Exercise: Repeat, please, only the lines from the top of the data down to the line with "of the screen."; include both of those lines.

Saved entries

=== Begin Enclosure ===

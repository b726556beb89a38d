//! Rendering.
//!
//! Everything here paints a `Snapshot`; nothing reads or mutates the
//! session directly.

use ratatui::{
    layout::Alignment,
    prelude::*,
    widgets::{ Block, Borders, Clear, Gauge, Paragraph },
};

use termsite_core::theme::{ font_display_name, Palette };
use termsite_core::{ GeometryState, Size, Snapshot };

use crate::keys::{ self, KeyContext };


/// Width of the boot panel.
const BOOT_WIDTH: u16 = 52;

/// Characters swapped into text while the glitch pulse is active.
const GLITCH_CHARS: &[char] = &[ '#', '%', '&', '@', '$', '?' ];

const PROMPT: &str = "$ ";

/// Rows taken by the status bar at the bottom of the screen.
const STATUS_HEIGHT: u16 = 1;


/// Button on the window title bar.
#[derive( Debug, Clone, Copy, PartialEq, Eq )]
pub enum TitleButton {
    Minimize,
    Close,
}


fn rgb( ( r, g, b ): ( u8, u8, u8 ) ) -> Color {
    Color::Rgb( r, g, b )
}


/// Area the window may occupy on a terminal of the given size.
///
/// This is everything above the status bar, the same area `draw` paints
/// the window into.
pub fn window_bounds( width: u16, height: u16 ) -> Size {
    Size::new( width as i32, height.saturating_sub( STATUS_HEIGHT ) as i32 )
}


/// Converts window geometry to a screen rect, clipped to `area`.
pub fn window_rect( geometry: &GeometryState, area: Rect ) -> Rect {
    let cell = |v: i32| v.clamp( 0, u16::MAX as i32 ) as u16;
    Rect::new(
        cell( geometry.position.x ),
        cell( geometry.position.y ),
        cell( geometry.size.width ),
        cell( geometry.size.height ),
    ).intersection( area )
}


/// Returns the title bar button under column `x`, if any.
///
/// Buttons are drawn right-aligned as `[_][x]` just inside the top-right
/// border corner.
pub fn title_button( geometry: &GeometryState, x: i32 ) -> Option<TitleButton> {
    let right = geometry.position.x + geometry.size.width - 1;
    if ( right - 6..right - 3 ).contains( &x ) {
        Some( TitleButton::Minimize )
    } else if ( right - 3..right ).contains( &x ) {
        Some( TitleButton::Close )
    } else {
        None
    }
}


/// Scrambles part of `text` for the glitch effect.
///
/// Deterministic for a given `seed` so a pulse does not flicker between
/// frames.
pub fn glitch_text( text: &str, seed: usize ) -> String {
    text.chars()
        .enumerate()
        .map( |( i, c )| {
            if c != ' ' && ( i + seed ) % 5 == 0 {
                GLITCH_CHARS[ ( i + seed ) % GLITCH_CHARS.len() ]
            } else {
                c
            }
        })
        .collect()
}


/// Draws the whole screen.
pub fn draw( frame: &mut Frame, snapshot: &Snapshot ) {
    let area = frame.area();
    let palette = snapshot.theme.theme.palette();

    let chunks = Layout::default()
        .direction( Direction::Vertical )
        .constraints([
            Constraint::Min( 0 ),     // Backdrop
            Constraint::Length( STATUS_HEIGHT ),  // Status bar
        ])
        .split( area );

    draw_backdrop( frame, &palette, chunks[0] );

    if snapshot.boot.is_booting {
        draw_boot( frame, snapshot, &palette, chunks[0] );
    } else if snapshot.geometry.visible {
        draw_window( frame, snapshot, &palette, chunks[0] );
    }

    draw_status_bar( frame, snapshot, &palette, chunks[1] );
}


fn draw_backdrop( frame: &mut Frame, palette: &Palette, area: Rect ) {
    let style = Style::default().bg( rgb( palette.background ) ).fg( rgb( palette.foreground ) );
    frame.render_widget( Block::default().style( style ), area );

    let lines = vec![
        Line::from( "The Enthusiast" ).style( Style::default().fg( rgb( palette.accent ) ).bold() ),
        Line::from( "" ),
        Line::from( "Building things for the terminal and the web." ),
    ];
    let top = area.height.saturating_sub( lines.len() as u16 ) / 2;
    let text_area = Rect::new( area.x, area.y + top, area.width, ( lines.len() as u16 ).min( area.height ) );
    frame.render_widget( Paragraph::new( lines ).alignment( Alignment::Center ).style( style ), text_area );
}


fn draw_boot( frame: &mut Frame, snapshot: &Snapshot, palette: &Palette, area: Rect ) {
    let boot = &snapshot.boot;
    let width = BOOT_WIDTH.min( area.width );
    let height = 6.min( area.height );
    let panel = Rect::new(
        area.x + ( area.width - width ) / 2,
        area.y + ( area.height - height ) / 2,
        width,
        height,
    );

    let base = Style::default().bg( rgb( palette.background ) ).fg( rgb( palette.foreground ) );
    let accent = Style::default().fg( rgb( palette.accent ) );

    let block = Block::default()
        .borders( Borders::ALL )
        .title( " termsite " )
        .style( base )
        .border_style( accent );
    let inner = block.inner( panel );
    frame.render_widget( Clear, panel );
    frame.render_widget( block, panel );

    let rows = Layout::default()
        .direction( Direction::Vertical )
        .constraints([ Constraint::Length( 2 ), Constraint::Length( 1 ), Constraint::Min( 0 ) ])
        .split( inner );

    let ( message, message_style ) = if boot.glitch_active {
        (
            glitch_text( &boot.message, boot.step_index ),
            accent.add_modifier( Modifier::REVERSED ),
        )
    } else {
        ( boot.message.clone(), base )
    };
    frame.render_widget( Paragraph::new( message ).style( message_style ), rows[0] );

    let gauge = Gauge::default()
        .gauge_style( accent.bg( rgb( palette.background ) ) )
        .percent( u16::from( boot.progress.min( 100 ) ) );
    frame.render_widget( gauge, rows[1] );
}


fn draw_window( frame: &mut Frame, snapshot: &Snapshot, palette: &Palette, area: Rect ) {
    let rect = window_rect( &snapshot.geometry, area );
    if rect.width < 3 || rect.height < 3 {
        return;
    }

    let base = Style::default().bg( rgb( palette.background ) ).fg( rgb( palette.foreground ) );
    let accent = Style::default().fg( rgb( palette.accent ) );

    let note = if snapshot.playback.is_playing { " \u{266a}" } else { "" };
    let title = format!( " termsite: {}{} ", snapshot.track_name, note );

    let mut block = Block::default()
        .borders( Borders::ALL )
        .title( Line::from( title ) )
        .title( Line::from( "[_][x]" ).right_aligned() )
        .style( base )
        .border_style( accent );

    if !snapshot.geometry.minimized {
        let footer = format!(
            " {} | {} ",
            snapshot.theme.theme.key(),
            font_display_name( snapshot.font_key )
        );
        block = block.title_bottom( Line::from( footer ).right_aligned() );
    }

    let inner = block.inner( rect );
    frame.render_widget( Clear, rect );
    frame.render_widget( block, rect );

    if snapshot.geometry.minimized || inner.height == 0 {
        return;
    }

    let rows = Layout::default()
        .direction( Direction::Vertical )
        .constraints([ Constraint::Min( 0 ), Constraint::Length( 1 ) ])
        .split( inner );

    // Show the tail of the transcript that fits.
    let lines: Vec<Line> = snapshot.transcript.iter()
        .flat_map( |entry| entry.lines() )
        .map( |line| {
            if line.starts_with( "> " ) {
                Line::from( line.to_string() ).style( accent )
            } else {
                Line::from( line.to_string() )
            }
        })
        .collect();
    let skip = lines.len().saturating_sub( rows[0].height as usize );
    let visible: Vec<Line> = lines.into_iter().skip( skip ).collect();
    frame.render_widget( Paragraph::new( visible ).style( base ), rows[0] );

    let prompt = Line::from( vec![
        Span::styled( PROMPT, accent ),
        Span::raw( snapshot.input.clone() ),
    ]);
    frame.render_widget( Paragraph::new( prompt ).style( base ), rows[1] );

    let cursor_x = rows[1].x + PROMPT.len() as u16 + snapshot.cursor as u16;
    if cursor_x < rows[1].right() {
        frame.set_cursor_position(( cursor_x, rows[1].y ));
    }
}


fn draw_status_bar( frame: &mut Frame, snapshot: &Snapshot, palette: &Palette, area: Rect ) {
    let ctx = KeyContext {
        booting: snapshot.boot.is_booting,
        visible: snapshot.geometry.visible,
        playing: snapshot.playback.is_playing,
    };
    let status = Paragraph::new( keys::hint( ctx ) )
        .style( Style::default().bg( rgb( palette.background ) ).fg( Color::DarkGray ) );
    frame.render_widget( status, area );
}


#[cfg( test )]
mod tests {
    use super::*;

    use ratatui::backend::TestBackend;
    use termsite_core::{ BootState, PlaybackState, Position, Theme, ThemeState, WindowController };


    fn geometry( x: i32, y: i32, width: i32, height: i32 ) -> GeometryState {
        GeometryState {
            position: Position { x, y },
            size: Size::new( width, height ),
            minimized: false,
            visible: true,
        }
    }


    fn snapshot( booting: bool ) -> Snapshot {
        Snapshot {
            transcript: vec![ "> help".to_string(), "Available commands:".to_string() ],
            input: "the".to_string(),
            cursor: 3,
            playback: PlaybackState::default(),
            track_name: "Lofi Study".to_string(),
            geometry: geometry( 4, 2, 60, 14 ),
            theme: ThemeState { theme: Theme::Matrix, font_index: 0 },
            font_key: "font-[Fira_Code]",
            boot: BootState {
                step_index: 2,
                progress: 42,
                message: "Loading modules...".to_string(),
                is_booting: booting,
                glitch_active: false,
            },
        }
    }


    fn render_buffer( snapshot: &Snapshot ) -> Buffer {
        let mut terminal = Terminal::new( TestBackend::new( 80, 24 ) ).unwrap();
        terminal.draw( |frame| draw( frame, snapshot ) ).unwrap();
        terminal.backend().buffer().clone()
    }


    fn render( snapshot: &Snapshot ) -> String {
        render_buffer( snapshot ).content.iter().map( |cell| cell.symbol() ).collect()
    }


    fn symbol_at( buffer: &Buffer, x: i32, y: i32 ) -> String {
        buffer.content[ buffer.index_of( x as u16, y as u16 ) ].symbol().to_string()
    }


    /// Window pushed into the bottom-right corner of an 80x24 terminal.
    fn cornered( minimized: bool ) -> Snapshot {
        let mut window = WindowController::new( window_bounds( 80, 24 ) );
        if minimized {
            window.toggle_minimize();
        }
        window.drag( Position { x: 999, y: 999 } );

        let mut snap = snapshot( false );
        snap.geometry = window.state();
        snap
    }


    #[test]
    fn test_window_rect_clips() {
        let area = Rect::new( 0, 0, 40, 10 );
        let rect = window_rect( &geometry( 30, 5, 72, 20 ), area );
        assert_eq!( rect, Rect::new( 30, 5, 10, 5 ) );
    }


    #[test]
    fn test_window_bounds_exclude_status_bar() {
        assert_eq!( window_bounds( 80, 24 ), Size::new( 80, 23 ) );
        assert_eq!( window_bounds( 80, 0 ), Size::new( 80, 0 ) );
    }


    #[test]
    fn test_cornered_window_is_fully_painted() {
        for minimized in [ false, true ] {
            let snap = cornered( minimized );
            let GeometryState { position, size, .. } = snap.geometry;
            let bottom = position.y + size.height - 1;
            let right = position.x + size.width - 1;
            // Last row above the status bar.
            assert_eq!( bottom, 22 );

            let buffer = render_buffer( &snap );
            assert_eq!( symbol_at( &buffer, position.x, position.y ), "┌" );
            assert_eq!( symbol_at( &buffer, position.x, bottom ), "└" );
            assert_eq!( symbol_at( &buffer, right, bottom ), "┘" );
        }
    }


    #[test]
    fn test_title_buttons() {
        let g = geometry( 10, 0, 20, 10 );
        // Right border at column 29; buttons occupy 23..29.
        assert_eq!( title_button( &g, 23 ), Some( TitleButton::Minimize ) );
        assert_eq!( title_button( &g, 26 ), Some( TitleButton::Close ) );
        assert_eq!( title_button( &g, 29 ), None );
        assert_eq!( title_button( &g, 12 ), None );
    }


    #[test]
    fn test_glitch_text_keeps_length_and_spaces() {
        let text = "Loading modules...";
        let glitched = glitch_text( text, 3 );
        assert_eq!( glitched.chars().count(), text.chars().count() );
        assert_ne!( glitched, text );
        assert_eq!( glitched.find( ' ' ), text.find( ' ' ) );
        assert_eq!( glitch_text( text, 3 ), glitched );
    }


    #[test]
    fn test_draw_boot_screen() {
        let screen = render( &snapshot( true ) );
        assert!( screen.contains( "Loading modules..." ) );
        assert!( screen.contains( "42%" ) );
    }


    #[test]
    fn test_draw_window() {
        let screen = render( &snapshot( false ) );
        assert!( screen.contains( "termsite: Lofi Study" ) );
        assert!( screen.contains( "Available commands:" ) );
        assert!( screen.contains( "$ the" ) );
        assert!( screen.contains( "matrix | Fira Code" ) );
    }


    #[test]
    fn test_hidden_window_shows_backdrop() {
        let mut snap = snapshot( false );
        snap.geometry.visible = false;
        let screen = render( &snap );
        assert!( !screen.contains( "Available commands:" ) );
        assert!( screen.contains( "The Enthusiast" ) );
        assert!( screen.contains( "[Enter]Open terminal" ) );
    }
}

=== End Enclosure ===

Answer to this exercise:
repository b726556beb89a38d
//! Rendering.
//!
//! Everything here paints a `Snapshot`; nothing reads or mutates the
//! session directly.

use ratatui::{
    layout::Alignment,
    prelude::*,
    widgets::{ Block, Borders, Clear, Gauge, Paragraph },
};

use termsite_core::theme::{ font_display_name, Palette };
use termsite_core::{ GeometryState, Size, Snapshot };

use crate::keys::{ self, KeyContext };


/// Width of the boot panel.
const BOOT_WIDTH: u16 = 52;

/// Characters swapped into text while the glitch pulse is active.
const GLITCH_CHARS: &[char] = &[ '#', '%', '&', '@', '$', '?' ];

const PROMPT: &str = "$ ";

/// Rows taken by the status bar at the bottom of the screen.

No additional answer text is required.